A l'époque, j'allais au CDI du collège Montaigne tous les jours en heures de permanence et endossais le brave rôle d'Aspirateur à Ecole des Loisirs. Il s'agissait de dévorer de manière systématique et linéaire tous les livres ado de la légendaire collection, gentiment alignés sur l'étagère tout près de l'entrée, je me souviens.

Et donc, je devais être en sixième ou en cinquième, j'ai lu la série des Nils Hazard, qui est non seulement parfaitement géniale mais tout à fait érotique, pour une raison très précise: le héros (Nils, donc) et l'héroïne, Catherine, se vouvoyaient. 

Il en fallait peu pour déchaîner mon imaginaire, je sais. Mais c'était une relation absolument incandescente. Je ne crois pas qu'il y ait eu quoi que ce soit de décrit dans les livres, pourtant je me rappelle à peu près deux mille six cents heures en HD panoramique Dolby Surround Sound de leurs ébats sexuels, que j'avais sagement inventés dans ma petite tête.

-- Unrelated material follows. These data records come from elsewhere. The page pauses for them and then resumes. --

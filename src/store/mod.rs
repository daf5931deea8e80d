/// User record persistence
///
/// The auth workflow talks to storage only through [`UserStore`]. The
/// PostgreSQL implementation backs the server; the in-memory one backs tests
/// and local runs.

mod memory;
mod postgres;

use async_trait::async_trait;
use serde::Serialize;

use crate::error::AppError;

pub use memory::InMemoryUserStore;
pub use postgres::PgUserStore;

/// User record
#[derive(Debug, Clone, Serialize, sqlx::FromRow)]
pub struct User {
    pub id: i64,
    pub email: String,
    #[serde(skip_serializing)]
    pub password_hash: String,
    /// Hash of the one refresh token currently allowed for this user.
    /// `None` means the user is logged out.
    #[serde(skip_serializing)]
    pub refresh_token_hash: Option<String>,
}

impl User {
    pub fn is_logged_in(&self) -> bool {
        self.refresh_token_hash.is_some()
    }
}

#[async_trait]
pub trait UserStore: Send + Sync {
    /// Insert a new user. A taken email yields `DatabaseError::DuplicateEmail`.
    async fn create_user(&self, email: &str, password_hash: &str) -> Result<User, AppError>;

    async fn find_by_email(&self, email: &str) -> Result<Option<User>, AppError>;

    async fn find_by_id(&self, id: i64) -> Result<Option<User>, AppError>;

    /// Overwrite the stored refresh-token hash (last writer wins)
    async fn update_refresh_hash(&self, id: i64, refresh_token_hash: &str) -> Result<(), AppError>;

    /// Clear the refresh-token hash if one is set for `id`.
    ///
    /// Returns whether a hash was actually cleared.
    async fn clear_refresh_hash(&self, id: i64) -> Result<bool, AppError>;
}
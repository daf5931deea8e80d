use std::net::TcpListener;
use std::sync::Arc;

use token_auth::auth::PasswordHasher;
use token_auth::clock::SystemClock;
use token_auth::configuration::get_configuration;
use token_auth::startup::run;
use token_auth::store::PgUserStore;
use token_auth::telemetry::init_telemetry;

#[tokio::main]
async fn main() -> std::io::Result<()> {
    init_telemetry("info");

    tracing::info!("Starting application");

    let configuration = match get_configuration() {
        Ok(config) => {
            tracing::info!("Configuration loaded successfully");
            config
        }
        Err(e) => {
            tracing::error!("Failed to read configuration: {}", e);
            return Err(std::io::Error::new(
                std::io::ErrorKind::InvalidInput,
                "Configuration error",
            ));
        }
    };

    tracing::info!("Attempting to connect to database");
    let store = PgUserStore::connect(&configuration.database)
        .await
        .map(Arc::new)
        .map_err(|e| {
            tracing::error!("Failed to create connection pool: {}", e);
            std::io::Error::new(
                std::io::ErrorKind::ConnectionRefused,
                "Database connection error",
            )
        })?;
    tracing::info!("Database connection pool created successfully");

    let address = format!(
        "{}:{}",
        configuration.application.host, configuration.application.port
    );
    let listener = TcpListener::bind(&address)?;
    tracing::info!("Server listening on: {}", address);

    let server = run(
        listener,
        store.clone(),
        configuration.jwt.clone(),
        PasswordHasher::new(configuration.hashing.cost),
        Arc::new(SystemClock),
    )?;

    let result = server.await;

    tracing::info!("Server stopped, closing database pool");
    store.close().await;

    result
}
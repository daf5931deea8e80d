use async_trait::async_trait;
use sqlx::postgres::PgPoolOptions;
use sqlx::PgPool;

use crate::configuration::DatabaseSettings;
use crate::error::{AppError, DatabaseError};
use crate::store::{User, UserStore};

/// `users` table backed store
#[derive(Clone)]
pub struct PgUserStore {
    pool: PgPool,
}

impl PgUserStore {
    pub fn new(pool: PgPool) -> Self {
        Self { pool }
    }

    /// Connect to the configured database and apply pending migrations
    pub async fn connect(config: &DatabaseSettings) -> Result<Self, AppError> {
        let pool = PgPoolOptions::new()
            .max_connections(5)
            .connect(&config.connection_string())
            .await?;

        sqlx::migrate!("./migrations")
            .run(&pool)
            .await
            .map_err(|e| AppError::Database(DatabaseError::UnexpectedError(e.to_string())))?;

        Ok(Self::new(pool))
    }

    /// Close every pooled connection. Called once at shutdown.
    pub async fn close(&self) {
        self.pool.close().await;
    }
}

#[async_trait]
impl UserStore for PgUserStore {
    async fn create_user(&self, email: &str, password_hash: &str) -> Result<User, AppError> {
        let user = sqlx::query_as::<_, User>(
            r#"
            INSERT INTO users (email, password_hash)
            VALUES ($1, $2)
            RETURNING id, email, password_hash, refresh_token_hash
            "#,
        )
        .bind(email)
        .bind(password_hash)
        .fetch_one(&self.pool)
        .await?;

        Ok(user)
    }

    async fn find_by_email(&self, email: &str) -> Result<Option<User>, AppError> {
        let user = sqlx::query_as::<_, User>(
            r#"
            SELECT id, email, password_hash, refresh_token_hash
            FROM users
            WHERE email = $1
            "#,
        )
        .bind(email)
        .fetch_optional(&self.pool)
        .await?;

        Ok(user)
    }

    async fn find_by_id(&self, id: i64) -> Result<Option<User>, AppError> {
        let user = sqlx::query_as::<_, User>(
            r#"
            SELECT id, email, password_hash, refresh_token_hash
            FROM users
            WHERE id = $1
            "#,
        )
        .bind(id)
        .fetch_optional(&self.pool)
        .await?;

        Ok(user)
    }

    async fn update_refresh_hash(&self, id: i64, refresh_token_hash: &str) -> Result<(), AppError> {
        let result = sqlx::query(
            r#"
            UPDATE users
            SET refresh_token_hash = $1, updated_at = now()
            WHERE id = $2
            "#,
        )
        .bind(refresh_token_hash)
        .bind(id)
        .execute(&self.pool)
        .await?;

        if result.rows_affected() == 0 {
            return Err(AppError::Database(DatabaseError::NotFound(format!("user {}", id))));
        }

        Ok(())
    }

    async fn clear_refresh_hash(&self, id: i64) -> Result<bool, AppError> {
        let result = sqlx::query(
            r#"
            UPDATE users
            SET refresh_token_hash = NULL, updated_at = now()
            WHERE id = $1 AND refresh_token_hash IS NOT NULL
            "#,
        )
        .bind(id)
        .execute(&self.pool)
        .await?;

        Ok(result.rows_affected() > 0)
    }
}
use tracing_subscriber::{layer::SubscriberExt, util::SubscriberInitExt};

/// Initialise structured logging.
///
/// Logs are written to stdout as JSON. `RUST_LOG` controls the level and
/// falls back to `default_filter` when unset or invalid.
pub fn init_telemetry(default_filter: &str) {
    let env_filter = tracing_subscriber::EnvFilter::try_from_default_env()
        .unwrap_or_else(|_| tracing_subscriber::EnvFilter::new(default_filter));

    let formatting_layer = tracing_subscriber::fmt::layer()
        .with_writer(std::io::stdout)
        .with_target(false)
        .json();

    tracing_subscriber::registry()
        .with(env_filter)
        .with(formatting_layer)
        .init();
}
use actix_web::dev::Server;
use actix_web::{web, App, HttpServer};
use std::net::TcpListener;
use std::sync::Arc;

use crate::auth::{AuthService, PasswordHasher, TokenIssuer};
use crate::clock::Clock;
use crate::configuration::JwtSettings;
use crate::logger::LoggerMiddleware;
use crate::middleware::JwtMiddleware;
use crate::routes::{health_check, logout, refresh, sign_in, sign_up};
use crate::store::UserStore;

/// Build the HTTP server around an already constructed store.
///
/// The store handle is owned by the caller, which is responsible for closing
/// it once the returned server has stopped.
pub fn run(
    listener: TcpListener,
    store: Arc<dyn UserStore>,
    jwt_config: JwtSettings,
    hasher: PasswordHasher,
    clock: Arc<dyn Clock>,
) -> Result<Server, std::io::Error> {
    let issuer = Arc::new(TokenIssuer::new(&jwt_config, clock));
    let service = AuthService::new(store, issuer.clone(), hasher).map_err(|e| {
        tracing::error!("Failed to build auth service: {}", e);
        std::io::Error::new(std::io::ErrorKind::InvalidInput, e.to_string())
    })?;
    let auth = web::Data::new(service);

    let server = HttpServer::new(move || {
        App::new()
            .wrap(LoggerMiddleware)
            .app_data(auth.clone())
            .route("/health_check", web::get().to(health_check))
            .service(
                web::scope("/auth")
                    // Public routes
                    .route("/local/signup", web::post().to(sign_up))
                    .route("/local/signin", web::post().to(sign_in))
                    // Guarded routes
                    .service(
                        web::resource("/logout")
                            .wrap(JwtMiddleware::access(issuer.clone()))
                            .route(web::post().to(logout)),
                    )
                    .service(
                        web::resource("/refresh")
                            .wrap(JwtMiddleware::refresh(issuer.clone()))
                            .route(web::post().to(refresh)),
                    ),
            )
    })
    .listen(listener)?
    .run();

    Ok(server)
}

Ils se vouvoyaient! C'est fou!

En plus le mec était étruscologue et elle, étudiante. Je pense que j'avais déjà une machinerie imaginative très développée pour l'éroticisation des couples universitaires.

Voilà donc l'histoire de mes premiers émois de lectrice. Je passe le reste sous silence, parce que quand même.

Allez, en prime, et pour terminer, je vous offre mon avis sur la description de sexe la plus magnifique dans la littérature jeunesse contemporaine. Il s'agit du Copain de la fille du tueur, de Vincent Villeminot. 


Il faut dire que le bonhomme connaît son Cantique des Cantiques. Je vous laisse découvrir ça.

Rendez-vous donc le 21 en librairie. Ma nouvelle à moi s'appelle 'Nouvelle Notification', et les 15 autres nouvelles, toutes plus déjantées, shocking, tragiques, drôles, tristes, belles, dans toutes les positions, sous toutes les coutures, montrent toutes les nuances de cette fameuse première fois.

Je précise que c'est pour les grands ados, hein. Pas les petits. Les petits ados ils peuvent lire Nils Hazard, d'ailleurs ça restera toujours mille fois plus hot. Insurpassable.